* _Material provided_
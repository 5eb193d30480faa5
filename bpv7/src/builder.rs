use super::*;
use block::{Block, BlockData};

/// Builds a locally originated bundle.
pub struct Builder {
    bundle_flags: BundleFlags,
    crc_type: CrcType,
    source: Eid,
    destination: Eid,
    report_to: Option<Eid>,
    lifetime: u64,
    hop_limit: Option<u64>,
    payload: Box<[u8]>,
    extensions: Vec<Block>,
}

impl Default for Builder {
    fn default() -> Self {
        Self {
            bundle_flags: BundleFlags::default(),
            crc_type: CrcType::CRC32_CASTAGNOLI,
            source: Eid::default(),
            destination: Eid::default(),
            report_to: None,
            lifetime: 24 * 60 * 60 * 1000,
            hop_limit: None,
            payload: Box::default(),
            extensions: Vec::new(),
        }
    }
}

impl Builder {
    pub fn new() -> Self {
        Default::default()
    }

    pub fn flags(&mut self, flags: BundleFlags) -> &mut Self {
        self.bundle_flags = flags;
        self
    }

    /// The CRC type of the primary block and every block added afterwards.
    pub fn crc_type(&mut self, crc_type: CrcType) -> &mut Self {
        self.crc_type = crc_type;
        self
    }

    pub fn source(&mut self, source: Eid) -> &mut Self {
        self.source = source;
        self
    }

    pub fn destination(&mut self, destination: Eid) -> &mut Self {
        self.destination = destination;
        self
    }

    /// Defaults to the source.
    pub fn report_to(&mut self, report_to: Eid) -> &mut Self {
        self.report_to = Some(report_to);
        self
    }

    /// Lifetime in milliseconds.
    pub fn lifetime(&mut self, lifetime: u64) -> &mut Self {
        self.lifetime = lifetime;
        self
    }

    /// Adds a Hop Count block with `limit`.
    pub fn hop_limit(&mut self, limit: u64) -> &mut Self {
        self.hop_limit = Some(limit);
        self
    }

    pub fn payload(&mut self, payload: impl Into<Box<[u8]>>) -> &mut Self {
        self.payload = payload.into();
        self
    }

    /// Adds an extension block, its number is assigned by [`Builder::build`].
    pub fn add_extension_block(&mut self, block: Block) -> &mut Self {
        self.extensions.push(block);
        self
    }

    /// Builds the bundle. Without a creation time a Bundle Age block is added, replicated
    /// in every fragment so each one can be aged.
    pub fn build(&self, timestamp: CreationTimestamp) -> Bundle {
        let mut bundle = Bundle::new(PrimaryBlock {
            flags: BundleFlags {
                is_fragment: false,
                ..self.bundle_flags
            },
            crc_type: self.crc_type,
            destination: self.destination.clone(),
            source: self.source.clone(),
            report_to: self.report_to.clone().unwrap_or_else(|| self.source.clone()),
            timestamp,
            lifetime: self.lifetime,
            ..Default::default()
        });

        bundle.add_block(
            Block::new(block::Type::Payload, BlockData::Raw(self.payload.clone()))
                .with_crc_type(self.crc_type),
        );

        if let Some(limit) = self.hop_limit {
            bundle.add_block(
                Block::new(
                    block::Type::HopCount,
                    BlockData::HopCount(HopInfo { limit, count: 0 }),
                )
                .with_crc_type(self.crc_type),
            );
        }

        if timestamp.creation_time.is_none() && bundle.bundle_age().is_none() {
            bundle.add_block(
                Block::new(block::Type::BundleAge, BlockData::BundleAge(0))
                    .with_flags(block::Flags {
                        must_replicate: true,
                        ..Default::default()
                    })
                    .with_crc_type(self.crc_type),
            );
        }

        for block in &self.extensions {
            bundle.add_block(block.clone());
        }
        bundle
    }
}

* _What you are asked to do_
The result should be every line that contains "CrcType", copied from the entries.

* _Answer to this problem_
    crc_type: CrcType,
            crc_type: CrcType::CRC32_CASTAGNOLI,
    pub fn crc_type(&mut self, crc_type: CrcType) -> &mut Self {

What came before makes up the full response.